United States Under Secretary of the Air Force
- In office 1997–1999
- President: Bill Clinton
- Preceded by: Rudy de Leon
- Succeeded by: Carol A. DiBattiste

Personal details
- Born: Frederick Whitten Peters August 20, 1946 (age 79) Omaha, Nebraska, U.S.
- Party: Democratic
- Education: Harvard University (BA, JD) London School of Economics (MSc)

Military service
- Allegiance: United States
- Branch/service: United States Navy
- Years of service: 1969–1972
- Unit: Atlantic Fleet Intelligence

= F. Whitten Peters =

American lawyer

Frederick Whitten Peters (born August 20, 1946) is a District of Columbia lawyer and senior level public official. His law practice specializes in civil and criminal litigation including contract fraud, antitrust, tax and security cases. He has served in several key positions within the U.S. federal government, including as Secretary of the Air Force.

==Early life==
Before Peters had entered school, his family moved to Chicago, Illinois. He grew up and attended Lake Forest High School from 1960 to 1964 in a northern suburb of Chicago where his father had an architectural business. His father died when he was 13. Peters went on to earn a scholarship to Harvard University from the Harvard Club of Chicago. He graduated from Harvard magna cum laude with a bachelor of arts degree in government and economics in 1968.
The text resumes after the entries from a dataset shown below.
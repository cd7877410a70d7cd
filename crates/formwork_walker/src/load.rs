//! The submission-reconciliation pass
//!
//! The load walker descends the control tree alongside the raw submitted
//! data, handing each branch its slice of the input and accumulating two
//! outputs: the whitelisted value tree (only values for declared controls
//! ever enter it) and the sparse changed-set.
//!
//! The walker is an explicit frame stack. Each descent into a named branch
//! pushes a frame holding that branch's raw slice and fresh accumulators;
//! each ascent pops the frame and merges its accumulators into the parent
//! under the branch name. An empty changed sub-map is dropped on ascent
//! rather than merged, which is what keeps the changed tree sparse.
//!
//! Because traversal is sequential depth-first, exactly one frame is
//! writable at any time, and the open frames are precisely the ancestors of
//! the node currently loading. Path resolution exploits that: an absolute
//! (or parent-relative) lookup walks the finished part of the whitelist
//! tree, and where a branch is still open it continues through the live
//! frame chain instead. A control therefore observes the final value of any
//! sibling processed earlier in declaration order and of any completed
//! branch anywhere in the tree; reading a sibling that has not loaded yet is
//! a configuration constraint on tree layout, not detected at runtime.

use formwork_value::path::{self, PathError, PathExpr, Segment};
use formwork_value::{ChangedMap, Mark, MarkMap, Value, ValueMap};

use crate::prepare::SUBMIT_SEPARATOR;

/// One open branch of the traversal.
#[derive(Debug, Clone, PartialEq)]
struct Frame {
    name: String,
    raw: ValueMap,
    whitelist: ValueMap,
    changed: MarkMap,
}

impl Frame {
    fn new(name: String, raw: ValueMap) -> Self {
        Self {
            name,
            raw,
            whitelist: ValueMap::new(),
            changed: MarkMap::new(),
        }
    }
}

/// Reconciliation context for one load pass.
///
/// Created per request from the decoded submission, driven by the control
/// tree, and consumed with [`LoadWalker::into_parts`] once the tree has
/// fully ascended.
#[derive(Debug)]
pub struct LoadWalker {
    frames: Vec<Frame>,
}

impl LoadWalker {
    /// Creates a walker for one request from the decoded raw submission.
    #[must_use]
    pub fn new(raw: ValueMap) -> Self {
        Self {
            frames: vec![Frame::new(String::new(), raw)],
        }
    }

    fn top(&self) -> &Frame {
        self.frames
            .last()
            .expect("walker should always hold the root frame")
    }

    fn top_mut(&mut self) -> &mut Frame {
        self.frames
            .last_mut()
            .expect("walker should always hold the root frame")
    }

    /// Opens the branch for the control named `name`.
    ///
    /// An empty `name` is a transparent grouping node: it contributes no
    /// addressing scope and the call is a no-op. Otherwise the branch's raw
    /// slice is taken from the current frame under the submit-key's trailing
    /// segment; absent or malformed input normalizes to an empty map, since
    /// missing data means "nothing submitted for this branch", never an
    /// error.
    pub fn descend(&mut self, name: &str, submit_key: &str) {
        if name.is_empty() {
            return;
        }

        let raw = match self.top().raw.get(raw_key(submit_key)) {
            Some(value) => value.clone().into_branch(),
            None => ValueMap::new(),
        };

        self.frames.push(Frame::new(name.to_string(), raw));
    }

    /// Closes the branch named `name` after all its children have loaded.
    ///
    /// Merges the branch's whitelist into the parent under `name` and does
    /// the same for its changed-set unless that is empty, in which case the
    /// entry is dropped entirely: "nothing changed here" is represented by
    /// absence, never by an empty marker. Returns the branch's final
    /// whitelisted sub-map, or the whole whitelist when `name` is empty.
    ///
    /// # Panics
    ///
    /// Panics if `name` does not match the innermost open branch.
    pub fn ascend(&mut self, name: &str) -> ValueMap {
        if name.is_empty() {
            return self.top().whitelist.clone();
        }

        let frame = self
            .frames
            .pop()
            .expect("walker should always hold the root frame");
        assert_eq!(
            frame.name, name,
            "ascend should close the innermost open branch"
        );

        let parent = self.top_mut();
        if !frame.changed.is_empty() {
            parent
                .changed
                .insert(frame.name.clone(), Mark::Branch(frame.changed));
        }
        parent
            .whitelist
            .insert(frame.name, Value::Map(frame.whitelist.clone()));

        frame.whitelist
    }

    /// Applies a transform to the entire current-branch raw map.
    ///
    /// Used where raw submitted keys must be recombined or split into the
    /// keys the child controls expect. Must run before the first
    /// submitted-value read at this level; a compound control applies its
    /// cleaner immediately after descending.
    pub fn clean(&mut self, transform: impl FnOnce(ValueMap) -> ValueMap) {
        let top = self.top_mut();
        let raw = std::mem::take(&mut top.raw);
        top.raw = transform(raw);
    }

    /// Returns the raw submitted value for a leaf control, if any.
    pub fn submitted_value(&self, submit_key: &str) -> Option<&Value> {
        self.top().raw.get(raw_key(submit_key))
    }

    /// Returns the entire raw map of the current branch.
    ///
    /// For controls whose value is not a single scalar at a single key.
    #[must_use]
    pub fn submitted_values(&self) -> &ValueMap {
        &self.top().raw
    }

    /// Writes a control's reconciled, trusted value into the whitelist.
    pub fn set_whitelist_value(&mut self, name: &str, value: Value) {
        self.top_mut().whitelist.insert(name.to_string(), value);
    }

    /// Rereads a whitelisted value at the current level.
    pub fn whitelist_value(&self, name: &str) -> Option<&Value> {
        self.top().whitelist.get(name)
    }

    /// Marks the leaf control named `name` as changed.
    ///
    /// Compound aggregation is automatic: branch marks are built from leaf
    /// marks when their frames ascend.
    pub fn set_changed(&mut self, name: &str) {
        self.top_mut().changed.insert(name.to_string(), Mark::Leaf);
    }

    /// Returns the absolute path of the current node, rooted at `/`.
    #[must_use]
    pub fn path(&self) -> String {
        self.frame_path(self.frames.len() - 1)
    }

    /// Returns the root whitelist map.
    #[must_use]
    pub fn root_whitelist_values(&self) -> &ValueMap {
        &self.frames[0].whitelist
    }

    /// Resolves a path expression against the already-loaded whitelist tree.
    ///
    /// Anchoring and parent segments move along the open frame chain; named
    /// segments prefer the finished whitelist entries of a frame and fall
    /// through to the next open frame when the name matches the branch
    /// currently loading. Once resolution leaves the frame chain it descends
    /// plain value maps.
    ///
    /// # Errors
    ///
    /// Returns a [`PathError`] naming the missing branch and the path
    /// traversed so far when any segment fails to resolve, including a
    /// parent segment above the root. This is a configuration error: the
    /// referenced branch does not exist in the form.
    pub fn whitelist_value_by_path(&self, expression: &str) -> Result<Value, PathError> {
        let expr = PathExpr::parse(expression);
        let mut frame_idx = if expr.is_absolute() {
            0
        } else {
            self.frames.len() - 1
        };

        let segments = expr.segments();
        let mut i = 0;
        while i < segments.len() {
            match &segments[i] {
                Segment::Current => {}
                Segment::Parent => {
                    if frame_idx == 0 {
                        return Err(PathError::new(
                            "..".to_string(),
                            self.frame_path(frame_idx),
                        ));
                    }
                    frame_idx -= 1;
                }
                Segment::Name(name) => {
                    if let Some(value) = self.frames[frame_idx].whitelist.get(name) {
                        let traversed = path::join(&self.frame_path(frame_idx), name);
                        return path::resolve(value, &segments[i + 1..], &traversed)
                            .map(Value::clone);
                    }

                    if frame_idx + 1 < self.frames.len()
                        && self.frames[frame_idx + 1].name == *name
                    {
                        frame_idx += 1;
                    } else {
                        return Err(PathError::new(
                            name.clone(),
                            self.frame_path(frame_idx),
                        ));
                    }
                }
            }
            i += 1;
        }

        Ok(Value::Map(self.frames[frame_idx].whitelist.clone()))
    }

    /// Consumes the walker after the pass, yielding the assembled outputs.
    ///
    /// # Panics
    ///
    /// Panics if branches are still open, i.e. the tree did not ascend back
    /// to the root.
    #[must_use]
    pub fn into_parts(self) -> (ValueMap, ChangedMap) {
        assert_eq!(
            self.frames.len(),
            1,
            "load should have ascended back to the root frame"
        );

        let root = self
            .frames
            .into_iter()
            .next()
            .expect("walker should always hold the root frame");
        (root.whitelist, root.changed)
    }

    fn frame_path(&self, idx: usize) -> String {
        let mut out = String::from("/");
        for frame in &self.frames[1..=idx] {
            if !out.ends_with('/') {
                out.push('/');
            }
            out.push_str(&frame.name);
        }
        out
    }
}

/// The key a submit-key addresses within its branch's raw slice.
///
/// Raw submissions are nested maps keyed by name segments (the shape a
/// transport layer produces when decoding hierarchical field names), so only
/// the trailing segment of a submit-key is looked up at each level.
fn raw_key(submit_key: &str) -> &str {
    match submit_key.rfind(SUBMIT_SEPARATOR) {
        Some(idx) => &submit_key[idx + 1..],
        None => submit_key,
    }
}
In 1969, Peters joined the United States Navy, and earned distinguished graduate honors from the Navy Officer Candidate School in Newport, Rhode Island. Because of his computer training at Harvard, he was assigned to the Atlantic Fleet Intelligence Center in Norfolk, Virginia, where he ran the computer systems division. The sensitive nature of the information he handled at the Norfolk intelligence center prevented him from assignment to a war zone and prohibited him from traveling to a number of foreign countries for 10 years following the assignment. While he was there, the intelligence center received a meritorious unit citation for discovering Russian-built submarine pens in Cuba.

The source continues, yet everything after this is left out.